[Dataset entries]

►

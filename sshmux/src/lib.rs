// Copyright 2016 Pierre-Étienne Meunier
//
// Licensed under the Apache License, Version 2.0 (the "License");
// you may not use this file except in compliance with the License.
// You may obtain a copy of the License at
//
// http://www.apache.org/licenses/LICENSE-2.0
//
// Unless required by applicable law or agreed to in writing, software
// distributed under the License is distributed on an "AS IS" BASIS,
// WITHOUT WARRANTIES OR CONDITIONS OF ANY KIND, either express or implied.
// See the License for the specific language governing permissions and
// limitations under the License.
//

#![deny(unstable_features,
        unused_import_braces)]
#![warn(missing_docs)]

//! The connection layer of an SSH server: channels, flow control,
//! message dispatch, and the single-threaded loop that moves bytes
//! between local file descriptors and the transport.
//!
//! A server process that has finished key exchange and user
//! authentication hands its transport to a
//! [`server::Connection`](server/struct.Connection.html), together
//! with a [`server::Handler`](server/trait.Handler.html) that knows how
//! to start sessions (allocate ptys, exec shells). The connection then
//! runs until the client goes away:
//!
//! ```no_run
//! extern crate sshmux;
//! use std::sync::Arc;
//! use sshmux::auth::AuthContext;
//! use sshmux::server::{self, Connection, Handler, Protocol};
//! use sshmux::transport::ClearTransport;
//!
//! struct Sessions;
//! impl Handler for Sessions {}
//!
//! fn main() {
//!     let (stream, _) = std::net::TcpListener::bind("127.0.0.1:2222")
//!         .unwrap()
//!         .accept()
//!         .unwrap();
//!     let transport = ClearTransport::from_stream(stream).unwrap();
//!     let auth = AuthContext::new("pe", 1000);
//!     let config = Arc::new(server::Config::default());
//!     let mut connection =
//!         Connection::new(config, transport, Sessions, auth, Protocol::V2).unwrap();
//!     connection.run().unwrap();
//! }
//! ```
//!
//! # Channels
//!
//! Each channel has two independent halves. The *input* half carries
//! bytes read from a local descriptor to the peer, the *output* half
//! carries bytes received from the peer to a local descriptor. Each
//! half is closed on its own (EOF, write error, peer close), and a
//! channel is only freed once both halves are closed and the CLOSE
//! handshake has completed in both directions.
//!
//! # Flow control
//!
//! Every channel has a window in each direction. Data is only sent to
//! the peer within the window it granted us, and data received beyond
//! the window we granted is a protocol violation. Window adjustments
//! are sent back once half of the local window has been consumed by
//! the local descriptor, so a slow local reader slows the peer down
//! without blocking other channels.
//!
//! # Internal details of the event loop
//!
//! Exactly one `poll(2)` call is outstanding at any time. Before each
//! call, every channel says which of its descriptors it wants to read
//! or write; the transport and a self-pipe written by the SIGCHLD
//! handler are added to the same set. After the call, incoming
//! messages are dispatched, channel descriptors are serviced, and the
//! buffered outgoing messages are handed to the transport.
#[macro_use]
extern crate bitflags;

#[macro_use]
extern crate log;
extern crate byteorder;
extern crate cryptovec;
extern crate libc;
extern crate socket2;

pub use cryptovec::CryptoVec;

macro_rules! push_packet {
    ( $buffer:expr, $x:expr ) => {
        {
            use byteorder::{BigEndian, ByteOrder};
            let i0 = $buffer.len();
            $buffer.extend(b"\0\0\0\0");
            let x = $x;
            let i1 = $buffer.len();
            use std::ops::DerefMut;
            let buf = $buffer.deref_mut();
            BigEndian::write_u32(&mut buf[i0..], (i1-i0-4) as u32);
            x
        }
    };
}

/// Authentication context handed over by the authentication layer.
pub mod auth;
/// Byte queues used to stage channel and transport I/O.
pub mod buffer;
/// Encoding and decoding of SSH wire fields.
pub mod encoding;
/// Owned file descriptors and the readiness set.
pub mod fd;
/// Message numbers.
pub mod msg;
/// The SIGCHLD self-pipe.
pub mod notify;
/// The transport collaborator.
pub mod transport;

/// Channels, their state machine and their flow control.
pub mod channels;

/// Server side of this library.
pub mod server;

#[derive(Debug)]
/// Errors.
pub enum Error {
    /// The message is not valid in the current state of the channel
    /// or connection.
    Inconsistent,

    /// No handler is registered for this message number.
    UnknownMessage(u8),

    /// Index out of bounds (a field extends past the end of the message).
    IndexOutOfBounds,

    /// Bytes remain after the last field of a message.
    TrailingData(usize),

    /// A packet announced a length above what we accept.
    PacketTooLong(usize),

    /// UTF-8 decoding error (most probably ASCII error).
    Utf8(std::str::Utf8Error),

    /// Message received for a channel that does not exist.
    WrongChannel(u32),

    /// The peer sent more data than the window we granted it.
    WindowExceeded {
        /// Local channel number.
        channel: u32,
        /// Length of the offending payload.
        len: u32,
        /// Window that was available.
        window: u32,
    },

    /// A window adjustment overflowed the 32-bit window.
    WindowOverflow(u32),

    /// I/O error.
    IO(std::io::Error),

    /// The peer sent a disconnect message.
    Disconnect,

    /// Connection closed by the remote side.
    HUP,

    /// The peer did not answer enough keepalive requests.
    ConnectionTimeout,

    /// A keepalive fired after all channels were closed.
    NoOpenChannels,

    /// The session's child process was killed by a signal.
    ChildSignaled(i32),
}

impl Error {
    /// Whether this error means the peer violated the protocol, in
    /// which case the connection is closed with a `ProtocolError`
    /// disconnect message.
    pub fn is_protocol_violation(&self) -> bool {
        match *self {
            Error::Inconsistent
            | Error::UnknownMessage(_)
            | Error::IndexOutOfBounds
            | Error::TrailingData(_)
            | Error::PacketTooLong(_)
            | Error::Utf8(_)
            | Error::WrongChannel(_)
            | Error::WindowExceeded { .. }
            | Error::WindowOverflow(_) => true,
            _ => false,
        }
    }
}

impl std::fmt::Display for Error {
    fn fmt(&self, f: &mut std::fmt::Formatter) -> std::fmt::Result {
        match *self {
            Error::Inconsistent => write!(f, "Unexpected message"),
            Error::UnknownMessage(m) => write!(f, "Unknown message type {}", m),
            Error::IndexOutOfBounds => write!(f, "Index out of bounds in a packet"),
            Error::TrailingData(n) => write!(f, "Packet integrity error: {} bytes left", n),
            Error::PacketTooLong(n) => write!(f, "Packet too long: {} bytes", n),
            Error::Utf8(ref e) => e.fmt(f),
            Error::WrongChannel(c) => write!(f, "Inexistent channel {}", c),
            Error::WindowExceeded { channel, len, window } => write!(
                f,
                "channel {}: rcvd too much data {}, win {}",
                channel, len, window
            ),
            Error::WindowOverflow(c) => write!(f, "channel {}: window adjust overflow", c),
            Error::IO(ref e) => e.fmt(f),
            Error::Disconnect => write!(f, "Disconnected"),
            Error::HUP => write!(f, "Connection closed by the remote side"),
            Error::ConnectionTimeout => write!(f, "Timeout, your session not responding."),
            Error::NoOpenChannels => write!(f, "No open channels after timeout!"),
            Error::ChildSignaled(s) => write!(f, "Command terminated on signal {}.", s),
        }
    }
}

impl std::error::Error for Error {
    fn source(&self) -> Option<&(dyn std::error::Error + 'static)> {
        match *self {
            Error::Utf8(ref e) => Some(e),
            Error::IO(ref e) => Some(e),
            _ => None,
        }
    }
}

impl From<std::io::Error> for Error {
    fn from(e: std::io::Error) -> Error {
        Error::IO(e)
    }
}

impl From<std::str::Utf8Error> for Error {
    fn from(e: std::str::Utf8Error) -> Error {
        Error::Utf8(e)
    }
}

/// A reason for disconnection.
#[allow(missing_docs)] // This should be relatively self-explanatory.
#[derive(Debug, Clone, Copy, PartialEq, Eq)]
pub enum Disconnect {
    HostNotAllowedToConnect = 1,
    ProtocolError = 2,
    KeyExchangeFailed = 3,
    #[doc(hidden)]
    Reserved = 4,
    MACError = 5,
    CompressionError = 6,
    ServiceNotAvailable = 7,
    ProtocolVersionNotSupported = 8,
    HostKeyNotVerifiable = 9,
    ConnectionLost = 10,
    ByApplication = 11,
    TooManyConnections = 12,
    AuthCancelledByUser = 13,
    NoMoreAuthMethodsAvailable = 14,
    IllegalUserName = 15,
}

/// The type of signals that can be sent to a remote process. If you
/// plan to use custom signals, read [the
/// RFC](https://tools.ietf.org/html/rfc4254#section-6.10) to
/// understand the encoding.
#[allow(missing_docs)]
// This should be relatively self-explanatory.
#[derive(Debug, Clone, Copy, PartialEq, Eq)]
pub enum Sig<'a> {
    ABRT,
    ALRM,
    FPE,
    HUP,
    ILL,
    INT,
    KILL,
    PIPE,
    QUIT,
    SEGV,
    TERM,
    USR1,
    Custom(&'a str),
}

impl<'a> Sig<'a> {
    /// The name of this signal on the wire (without the `SIG` prefix).
    pub fn name(&self) -> &'a str {
        match *self {
            Sig::ABRT => "ABRT",
            Sig::ALRM => "ALRM",
            Sig::FPE => "FPE",
            Sig::HUP => "HUP",
            Sig::ILL => "ILL",
            Sig::INT => "INT",
            Sig::KILL => "KILL",
            Sig::PIPE => "PIPE",
            Sig::QUIT => "QUIT",
            Sig::SEGV => "SEGV",
            Sig::TERM => "TERM",
            Sig::USR1 => "USR1",
            Sig::Custom(c) => c,
        }
    }

    /// Map a local signal number to its wire name. Signals without a
    /// standard name are reported as `Custom("SIG<n>@openssh.com")`-style
    /// names by the caller; here they map to `None`.
    pub fn from_signal(signal: i32) -> Option<Sig<'static>> {
        match signal {
            libc::SIGABRT => Some(Sig::ABRT),
            libc::SIGALRM => Some(Sig::ALRM),
            libc::SIGFPE => Some(Sig::FPE),
            libc::SIGHUP => Some(Sig::HUP),
            libc::SIGILL => Some(Sig::ILL),
            libc::SIGINT => Some(Sig::INT),
            libc::SIGKILL => Some(Sig::KILL),
            libc::SIGPIPE => Some(Sig::PIPE),
            libc::SIGQUIT => Some(Sig::QUIT),
            libc::SIGSEGV => Some(Sig::SEGV),
            libc::SIGTERM => Some(Sig::TERM),
            libc::SIGUSR1 => Some(Sig::USR1),
            _ => None,
        }
    }
}

/// Reason for not being able to open a channel.
#[derive(Debug, Copy, Clone, PartialEq, Eq)]
#[allow(missing_docs)]
pub enum ChannelOpenFailure {
    AdministrativelyProhibited = 1,
    ConnectFailed = 2,
    UnknownChannelType = 3,
    ResourceShortage = 4,
}

impl ChannelOpenFailure {
    /// Decode a reason code received in an open failure message.
    pub fn from_u32(x: u32) -> Option<ChannelOpenFailure> {
        match x {
            1 => Some(ChannelOpenFailure::AdministrativelyProhibited),
            2 => Some(ChannelOpenFailure::ConnectFailed),
            3 => Some(ChannelOpenFailure::UnknownChannelType),
            4 => Some(ChannelOpenFailure::ResourceShortage),
            _ => None,
        }
    }

    /// Human-readable description of the reason.
    pub fn as_str(&self) -> &'static str {
        match *self {
            ChannelOpenFailure::AdministrativelyProhibited => "administratively prohibited",
            ChannelOpenFailure::ConnectFailed => "connect failed",
            ChannelOpenFailure::UnknownChannelType => "unknown channel type",
            ChannelOpenFailure::ResourceShortage => "resource shortage",
        }
    }
}

#[derive(Debug, Clone, Copy, PartialEq, Eq, Hash, PartialOrd, Ord)]
/// The identifier of a channel, as allocated by this side.
pub struct ChannelId(pub u32);

impl std::fmt::Display for ChannelId {
    fn fmt(&self, f: &mut std::fmt::Formatter) -> std::fmt::Result {
        self.0.fmt(f)
    }
}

◄

** ABOUT THIS TASK **
From the data above, work out how many lines contain the string "descriptors" and reply with only the number.

** SOLUTION **
4